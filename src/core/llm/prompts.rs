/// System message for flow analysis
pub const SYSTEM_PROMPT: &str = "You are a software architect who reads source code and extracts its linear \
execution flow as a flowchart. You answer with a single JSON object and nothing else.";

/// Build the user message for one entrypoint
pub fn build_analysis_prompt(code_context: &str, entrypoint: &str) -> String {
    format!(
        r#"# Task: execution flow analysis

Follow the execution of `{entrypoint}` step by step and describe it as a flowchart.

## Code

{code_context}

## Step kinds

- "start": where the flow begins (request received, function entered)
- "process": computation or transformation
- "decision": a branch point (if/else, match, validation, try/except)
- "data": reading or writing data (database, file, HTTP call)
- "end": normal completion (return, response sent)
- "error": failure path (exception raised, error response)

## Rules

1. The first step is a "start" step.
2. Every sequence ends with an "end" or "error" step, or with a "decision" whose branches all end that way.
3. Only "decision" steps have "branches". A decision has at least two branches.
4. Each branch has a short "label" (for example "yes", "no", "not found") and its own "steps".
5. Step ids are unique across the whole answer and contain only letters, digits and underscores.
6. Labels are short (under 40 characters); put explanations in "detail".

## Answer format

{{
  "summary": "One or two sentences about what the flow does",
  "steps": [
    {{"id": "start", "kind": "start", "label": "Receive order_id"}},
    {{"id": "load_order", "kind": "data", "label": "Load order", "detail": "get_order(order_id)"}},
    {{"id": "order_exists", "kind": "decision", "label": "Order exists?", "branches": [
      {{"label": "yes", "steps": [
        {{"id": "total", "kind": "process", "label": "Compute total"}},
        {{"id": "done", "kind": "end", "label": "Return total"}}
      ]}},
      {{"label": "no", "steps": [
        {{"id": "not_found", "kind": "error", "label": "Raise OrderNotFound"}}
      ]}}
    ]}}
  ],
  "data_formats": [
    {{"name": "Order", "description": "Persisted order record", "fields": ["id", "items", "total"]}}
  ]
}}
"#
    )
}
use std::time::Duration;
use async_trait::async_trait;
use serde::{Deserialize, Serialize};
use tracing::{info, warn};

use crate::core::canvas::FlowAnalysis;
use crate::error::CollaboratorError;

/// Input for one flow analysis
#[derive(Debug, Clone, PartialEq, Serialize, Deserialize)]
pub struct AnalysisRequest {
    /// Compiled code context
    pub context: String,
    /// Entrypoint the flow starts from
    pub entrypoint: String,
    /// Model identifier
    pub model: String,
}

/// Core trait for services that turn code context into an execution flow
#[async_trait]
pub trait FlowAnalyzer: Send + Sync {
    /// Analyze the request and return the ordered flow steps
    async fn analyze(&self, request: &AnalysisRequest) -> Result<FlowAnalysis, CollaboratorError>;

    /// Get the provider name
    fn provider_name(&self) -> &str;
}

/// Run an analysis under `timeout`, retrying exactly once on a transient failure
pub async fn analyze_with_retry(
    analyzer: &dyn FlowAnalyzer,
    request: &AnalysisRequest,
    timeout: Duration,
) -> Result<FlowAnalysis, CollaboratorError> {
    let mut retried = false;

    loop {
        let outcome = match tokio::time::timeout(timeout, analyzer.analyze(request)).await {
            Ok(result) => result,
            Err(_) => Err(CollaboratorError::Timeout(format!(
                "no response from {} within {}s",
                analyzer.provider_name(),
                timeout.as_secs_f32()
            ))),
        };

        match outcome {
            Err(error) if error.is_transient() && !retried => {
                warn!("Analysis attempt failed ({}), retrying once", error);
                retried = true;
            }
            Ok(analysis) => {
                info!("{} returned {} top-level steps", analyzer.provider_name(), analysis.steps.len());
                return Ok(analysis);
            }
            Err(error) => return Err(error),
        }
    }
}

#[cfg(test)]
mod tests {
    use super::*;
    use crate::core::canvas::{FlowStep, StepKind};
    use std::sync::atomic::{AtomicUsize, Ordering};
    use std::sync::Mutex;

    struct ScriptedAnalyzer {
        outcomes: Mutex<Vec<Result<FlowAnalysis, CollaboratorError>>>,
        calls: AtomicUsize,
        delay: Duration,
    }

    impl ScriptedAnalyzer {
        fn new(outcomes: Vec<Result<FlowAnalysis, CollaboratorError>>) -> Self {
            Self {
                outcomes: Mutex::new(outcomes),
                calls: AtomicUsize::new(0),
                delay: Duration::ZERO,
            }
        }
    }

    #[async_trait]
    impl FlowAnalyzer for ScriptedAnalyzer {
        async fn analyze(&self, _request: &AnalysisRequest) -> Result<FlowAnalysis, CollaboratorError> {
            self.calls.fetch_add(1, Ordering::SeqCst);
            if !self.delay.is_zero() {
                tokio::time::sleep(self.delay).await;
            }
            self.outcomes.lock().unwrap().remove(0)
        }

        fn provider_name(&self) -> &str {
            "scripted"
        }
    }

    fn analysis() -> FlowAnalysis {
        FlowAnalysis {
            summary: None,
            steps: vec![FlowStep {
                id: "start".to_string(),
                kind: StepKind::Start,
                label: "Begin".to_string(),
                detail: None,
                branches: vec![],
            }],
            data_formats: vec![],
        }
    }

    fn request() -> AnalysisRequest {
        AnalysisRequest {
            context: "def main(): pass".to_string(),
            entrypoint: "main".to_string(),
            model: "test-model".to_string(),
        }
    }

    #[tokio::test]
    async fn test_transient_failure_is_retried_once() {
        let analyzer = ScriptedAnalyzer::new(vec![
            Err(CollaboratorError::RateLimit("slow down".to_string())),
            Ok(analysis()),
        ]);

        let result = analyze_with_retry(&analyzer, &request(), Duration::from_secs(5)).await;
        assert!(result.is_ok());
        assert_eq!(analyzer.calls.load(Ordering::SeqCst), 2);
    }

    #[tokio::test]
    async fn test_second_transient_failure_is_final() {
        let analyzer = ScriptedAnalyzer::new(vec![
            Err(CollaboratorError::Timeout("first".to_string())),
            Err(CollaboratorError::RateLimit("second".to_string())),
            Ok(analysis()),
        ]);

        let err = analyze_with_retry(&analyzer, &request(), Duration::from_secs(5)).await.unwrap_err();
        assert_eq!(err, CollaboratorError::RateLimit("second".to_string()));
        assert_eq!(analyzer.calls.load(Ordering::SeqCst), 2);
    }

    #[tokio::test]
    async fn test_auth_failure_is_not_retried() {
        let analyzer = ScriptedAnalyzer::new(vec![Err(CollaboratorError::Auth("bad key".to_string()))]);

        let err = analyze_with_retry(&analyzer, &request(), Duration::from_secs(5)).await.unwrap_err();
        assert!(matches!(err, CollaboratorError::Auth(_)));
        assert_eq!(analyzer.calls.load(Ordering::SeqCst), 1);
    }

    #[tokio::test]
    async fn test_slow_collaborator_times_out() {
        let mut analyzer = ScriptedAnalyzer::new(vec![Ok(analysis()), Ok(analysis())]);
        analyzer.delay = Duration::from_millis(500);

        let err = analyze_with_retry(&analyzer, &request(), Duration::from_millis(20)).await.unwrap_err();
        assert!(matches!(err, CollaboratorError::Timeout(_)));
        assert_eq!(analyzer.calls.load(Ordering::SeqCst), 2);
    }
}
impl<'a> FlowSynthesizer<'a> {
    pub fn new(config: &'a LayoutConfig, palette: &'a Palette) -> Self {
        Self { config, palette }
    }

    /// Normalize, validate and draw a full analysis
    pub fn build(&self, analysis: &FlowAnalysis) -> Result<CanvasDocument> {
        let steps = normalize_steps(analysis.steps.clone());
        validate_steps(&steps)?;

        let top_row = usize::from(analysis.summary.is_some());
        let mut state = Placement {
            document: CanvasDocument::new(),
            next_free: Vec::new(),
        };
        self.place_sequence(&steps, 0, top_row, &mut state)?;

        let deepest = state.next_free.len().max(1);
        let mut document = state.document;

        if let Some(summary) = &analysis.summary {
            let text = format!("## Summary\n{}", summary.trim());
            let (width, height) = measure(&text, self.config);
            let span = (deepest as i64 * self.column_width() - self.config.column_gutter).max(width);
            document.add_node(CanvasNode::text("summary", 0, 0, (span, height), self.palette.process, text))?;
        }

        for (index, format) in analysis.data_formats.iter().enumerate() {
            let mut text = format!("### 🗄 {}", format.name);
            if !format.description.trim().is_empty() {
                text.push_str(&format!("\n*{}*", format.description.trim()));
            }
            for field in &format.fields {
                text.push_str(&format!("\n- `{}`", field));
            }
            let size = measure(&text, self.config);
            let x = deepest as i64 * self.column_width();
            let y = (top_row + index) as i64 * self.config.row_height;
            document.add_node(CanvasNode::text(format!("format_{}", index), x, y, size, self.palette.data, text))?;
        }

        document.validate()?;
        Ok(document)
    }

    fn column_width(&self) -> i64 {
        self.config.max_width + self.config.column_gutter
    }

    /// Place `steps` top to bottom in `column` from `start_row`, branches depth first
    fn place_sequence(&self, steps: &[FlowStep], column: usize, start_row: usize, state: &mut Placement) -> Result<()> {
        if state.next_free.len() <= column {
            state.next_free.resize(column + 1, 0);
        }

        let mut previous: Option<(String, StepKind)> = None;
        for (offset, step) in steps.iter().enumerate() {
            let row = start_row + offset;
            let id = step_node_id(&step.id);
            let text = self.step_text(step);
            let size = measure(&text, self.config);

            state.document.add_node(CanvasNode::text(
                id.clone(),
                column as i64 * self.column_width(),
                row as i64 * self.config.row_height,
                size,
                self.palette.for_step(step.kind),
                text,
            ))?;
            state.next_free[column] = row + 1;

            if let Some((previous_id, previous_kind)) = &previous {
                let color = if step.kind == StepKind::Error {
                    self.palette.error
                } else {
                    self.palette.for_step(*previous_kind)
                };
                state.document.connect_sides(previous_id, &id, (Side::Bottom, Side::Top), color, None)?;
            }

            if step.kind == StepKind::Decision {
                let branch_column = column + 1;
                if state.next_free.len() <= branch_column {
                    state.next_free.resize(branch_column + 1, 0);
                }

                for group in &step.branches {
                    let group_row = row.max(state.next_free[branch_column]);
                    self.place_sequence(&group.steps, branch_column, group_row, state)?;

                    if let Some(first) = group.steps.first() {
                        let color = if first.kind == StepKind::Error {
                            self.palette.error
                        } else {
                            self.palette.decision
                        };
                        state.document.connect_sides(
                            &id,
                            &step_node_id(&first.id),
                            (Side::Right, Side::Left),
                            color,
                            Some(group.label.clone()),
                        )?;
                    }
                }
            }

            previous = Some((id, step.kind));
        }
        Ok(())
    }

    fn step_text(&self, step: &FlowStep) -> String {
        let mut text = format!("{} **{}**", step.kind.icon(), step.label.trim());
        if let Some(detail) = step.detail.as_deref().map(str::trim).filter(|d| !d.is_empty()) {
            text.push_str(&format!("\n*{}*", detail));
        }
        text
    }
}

--

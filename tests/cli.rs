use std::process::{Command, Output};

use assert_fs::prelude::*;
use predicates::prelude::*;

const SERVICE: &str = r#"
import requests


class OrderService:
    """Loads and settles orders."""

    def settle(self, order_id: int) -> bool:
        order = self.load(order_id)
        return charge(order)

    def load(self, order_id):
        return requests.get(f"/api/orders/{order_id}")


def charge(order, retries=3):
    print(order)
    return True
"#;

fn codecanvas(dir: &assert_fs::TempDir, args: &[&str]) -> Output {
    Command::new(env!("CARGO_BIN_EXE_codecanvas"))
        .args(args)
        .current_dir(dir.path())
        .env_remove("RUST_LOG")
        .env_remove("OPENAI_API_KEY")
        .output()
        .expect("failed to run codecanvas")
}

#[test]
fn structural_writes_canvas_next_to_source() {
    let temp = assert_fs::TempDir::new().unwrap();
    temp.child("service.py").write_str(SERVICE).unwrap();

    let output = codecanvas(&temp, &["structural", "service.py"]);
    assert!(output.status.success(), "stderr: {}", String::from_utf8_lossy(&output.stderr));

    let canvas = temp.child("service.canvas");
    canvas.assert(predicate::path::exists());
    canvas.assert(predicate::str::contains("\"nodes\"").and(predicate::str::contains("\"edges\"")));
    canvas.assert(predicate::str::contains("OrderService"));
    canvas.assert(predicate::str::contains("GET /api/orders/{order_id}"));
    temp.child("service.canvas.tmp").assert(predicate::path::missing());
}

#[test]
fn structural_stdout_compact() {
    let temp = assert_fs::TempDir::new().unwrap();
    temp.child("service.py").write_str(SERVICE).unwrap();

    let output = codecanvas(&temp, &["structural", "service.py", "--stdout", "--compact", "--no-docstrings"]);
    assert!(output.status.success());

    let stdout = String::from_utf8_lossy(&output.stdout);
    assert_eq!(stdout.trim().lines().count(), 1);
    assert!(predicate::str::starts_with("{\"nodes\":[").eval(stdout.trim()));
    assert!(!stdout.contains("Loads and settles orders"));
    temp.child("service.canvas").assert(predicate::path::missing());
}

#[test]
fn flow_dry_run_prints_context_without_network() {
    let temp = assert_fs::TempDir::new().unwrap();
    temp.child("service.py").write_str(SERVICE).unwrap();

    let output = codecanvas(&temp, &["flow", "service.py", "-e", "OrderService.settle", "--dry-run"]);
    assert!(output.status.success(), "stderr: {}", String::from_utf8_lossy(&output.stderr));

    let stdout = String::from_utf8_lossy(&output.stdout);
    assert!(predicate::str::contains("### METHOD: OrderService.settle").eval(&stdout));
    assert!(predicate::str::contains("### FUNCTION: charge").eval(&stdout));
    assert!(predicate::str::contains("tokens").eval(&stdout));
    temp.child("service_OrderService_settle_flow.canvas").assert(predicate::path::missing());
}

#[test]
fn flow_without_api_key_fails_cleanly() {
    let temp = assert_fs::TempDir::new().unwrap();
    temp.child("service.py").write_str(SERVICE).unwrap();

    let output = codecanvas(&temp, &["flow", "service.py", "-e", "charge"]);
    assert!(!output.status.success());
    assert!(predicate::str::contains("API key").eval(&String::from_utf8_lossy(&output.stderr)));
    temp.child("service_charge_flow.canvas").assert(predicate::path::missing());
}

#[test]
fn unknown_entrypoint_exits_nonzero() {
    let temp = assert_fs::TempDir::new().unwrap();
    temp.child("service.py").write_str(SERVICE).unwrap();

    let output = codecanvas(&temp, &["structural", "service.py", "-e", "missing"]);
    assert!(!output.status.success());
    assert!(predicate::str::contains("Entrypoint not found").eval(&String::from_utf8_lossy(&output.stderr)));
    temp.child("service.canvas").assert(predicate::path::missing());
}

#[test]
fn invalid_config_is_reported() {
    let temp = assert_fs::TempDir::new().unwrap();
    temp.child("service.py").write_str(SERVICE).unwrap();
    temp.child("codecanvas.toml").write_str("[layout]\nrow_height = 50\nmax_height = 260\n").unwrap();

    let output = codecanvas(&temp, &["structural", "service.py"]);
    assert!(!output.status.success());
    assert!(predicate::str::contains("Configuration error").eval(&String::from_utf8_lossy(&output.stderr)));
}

Exercise — Among the records above, find the lines where the word "delay" appears and copy them.

Solution —
        delay: Duration,
                delay: Duration::ZERO,
            if !self.delay.is_zero() {
                tokio::time::sleep(self.delay).await;
        analyzer.delay = Duration::from_millis(500);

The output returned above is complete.